## Data for processing
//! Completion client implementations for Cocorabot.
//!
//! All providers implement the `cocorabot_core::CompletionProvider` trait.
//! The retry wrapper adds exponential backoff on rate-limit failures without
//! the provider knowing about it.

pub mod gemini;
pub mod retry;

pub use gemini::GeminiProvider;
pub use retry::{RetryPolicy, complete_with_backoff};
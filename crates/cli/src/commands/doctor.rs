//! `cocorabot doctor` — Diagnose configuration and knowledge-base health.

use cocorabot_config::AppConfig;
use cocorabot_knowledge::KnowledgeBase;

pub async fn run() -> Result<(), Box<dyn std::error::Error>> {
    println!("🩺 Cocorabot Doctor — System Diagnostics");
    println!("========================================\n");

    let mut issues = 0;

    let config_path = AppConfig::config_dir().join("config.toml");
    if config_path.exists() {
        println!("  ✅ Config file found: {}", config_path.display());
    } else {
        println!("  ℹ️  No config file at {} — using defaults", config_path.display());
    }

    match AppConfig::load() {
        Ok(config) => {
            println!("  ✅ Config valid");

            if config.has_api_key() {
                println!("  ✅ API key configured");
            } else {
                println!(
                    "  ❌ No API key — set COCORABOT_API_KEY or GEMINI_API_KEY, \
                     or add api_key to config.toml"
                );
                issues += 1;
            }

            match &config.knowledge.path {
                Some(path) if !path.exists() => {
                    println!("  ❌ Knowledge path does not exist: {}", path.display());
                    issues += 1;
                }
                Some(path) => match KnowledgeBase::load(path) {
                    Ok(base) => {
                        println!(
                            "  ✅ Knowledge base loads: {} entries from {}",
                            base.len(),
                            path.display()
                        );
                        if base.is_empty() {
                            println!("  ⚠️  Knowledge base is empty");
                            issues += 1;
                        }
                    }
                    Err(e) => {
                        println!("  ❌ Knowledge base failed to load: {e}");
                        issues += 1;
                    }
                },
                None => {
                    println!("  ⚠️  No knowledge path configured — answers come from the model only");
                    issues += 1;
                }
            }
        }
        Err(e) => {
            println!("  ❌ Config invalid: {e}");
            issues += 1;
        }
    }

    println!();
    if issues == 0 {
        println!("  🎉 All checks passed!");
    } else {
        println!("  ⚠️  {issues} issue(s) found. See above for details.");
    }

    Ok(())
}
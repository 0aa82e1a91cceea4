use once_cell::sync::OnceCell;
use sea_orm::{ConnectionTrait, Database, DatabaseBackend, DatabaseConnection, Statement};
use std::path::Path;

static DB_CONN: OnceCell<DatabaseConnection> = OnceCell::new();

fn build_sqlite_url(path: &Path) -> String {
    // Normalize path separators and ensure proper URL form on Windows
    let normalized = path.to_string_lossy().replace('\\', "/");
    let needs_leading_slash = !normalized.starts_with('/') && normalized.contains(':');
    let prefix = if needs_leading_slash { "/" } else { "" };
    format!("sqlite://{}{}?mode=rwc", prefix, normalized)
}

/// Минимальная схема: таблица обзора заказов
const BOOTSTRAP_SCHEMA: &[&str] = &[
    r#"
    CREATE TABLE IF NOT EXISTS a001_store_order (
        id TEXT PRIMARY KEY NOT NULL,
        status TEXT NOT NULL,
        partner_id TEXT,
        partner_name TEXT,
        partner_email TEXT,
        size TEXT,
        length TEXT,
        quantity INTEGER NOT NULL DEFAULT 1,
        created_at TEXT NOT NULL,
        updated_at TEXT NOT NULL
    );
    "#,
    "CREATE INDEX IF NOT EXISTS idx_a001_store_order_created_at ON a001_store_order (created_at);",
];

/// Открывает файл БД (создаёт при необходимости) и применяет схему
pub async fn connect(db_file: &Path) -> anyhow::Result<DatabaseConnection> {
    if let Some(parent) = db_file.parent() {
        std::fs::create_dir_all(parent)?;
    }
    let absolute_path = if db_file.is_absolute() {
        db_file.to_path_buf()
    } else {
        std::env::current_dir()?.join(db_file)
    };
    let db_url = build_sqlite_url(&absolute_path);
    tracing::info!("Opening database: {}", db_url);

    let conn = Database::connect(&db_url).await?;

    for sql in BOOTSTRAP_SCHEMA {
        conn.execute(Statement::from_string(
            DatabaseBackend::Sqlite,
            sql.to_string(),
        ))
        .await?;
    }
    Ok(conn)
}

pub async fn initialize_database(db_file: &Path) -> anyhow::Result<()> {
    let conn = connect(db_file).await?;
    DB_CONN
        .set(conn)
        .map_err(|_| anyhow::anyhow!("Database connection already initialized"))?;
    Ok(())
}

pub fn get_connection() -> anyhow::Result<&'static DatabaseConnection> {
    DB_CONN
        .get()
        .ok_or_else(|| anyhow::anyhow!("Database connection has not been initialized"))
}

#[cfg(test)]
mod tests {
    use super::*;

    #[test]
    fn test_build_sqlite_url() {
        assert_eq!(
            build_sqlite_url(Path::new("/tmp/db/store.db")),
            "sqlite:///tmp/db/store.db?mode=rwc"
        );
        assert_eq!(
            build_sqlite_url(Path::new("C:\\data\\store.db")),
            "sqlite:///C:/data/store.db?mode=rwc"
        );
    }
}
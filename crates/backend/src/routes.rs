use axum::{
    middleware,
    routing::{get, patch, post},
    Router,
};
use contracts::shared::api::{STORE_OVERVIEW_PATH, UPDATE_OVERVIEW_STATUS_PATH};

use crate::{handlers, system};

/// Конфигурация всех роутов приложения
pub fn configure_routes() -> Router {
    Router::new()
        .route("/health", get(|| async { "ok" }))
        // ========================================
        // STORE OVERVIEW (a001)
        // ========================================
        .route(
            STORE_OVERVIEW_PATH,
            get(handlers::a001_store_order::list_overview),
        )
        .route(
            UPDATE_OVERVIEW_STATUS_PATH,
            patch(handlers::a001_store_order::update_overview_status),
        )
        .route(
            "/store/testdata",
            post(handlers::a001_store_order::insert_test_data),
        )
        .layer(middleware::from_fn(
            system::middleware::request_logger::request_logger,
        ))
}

## Work order
Using the listing above, return all lines where the word "normalized" occurs.

## Response area
    let normalized = path.to_string_lossy().replace('\\', "/");
    let needs_leading_slash = !normalized.starts_with('/') && normalized.contains(':');
    format!("sqlite://{}{}?mode=rwc", prefix, normalized)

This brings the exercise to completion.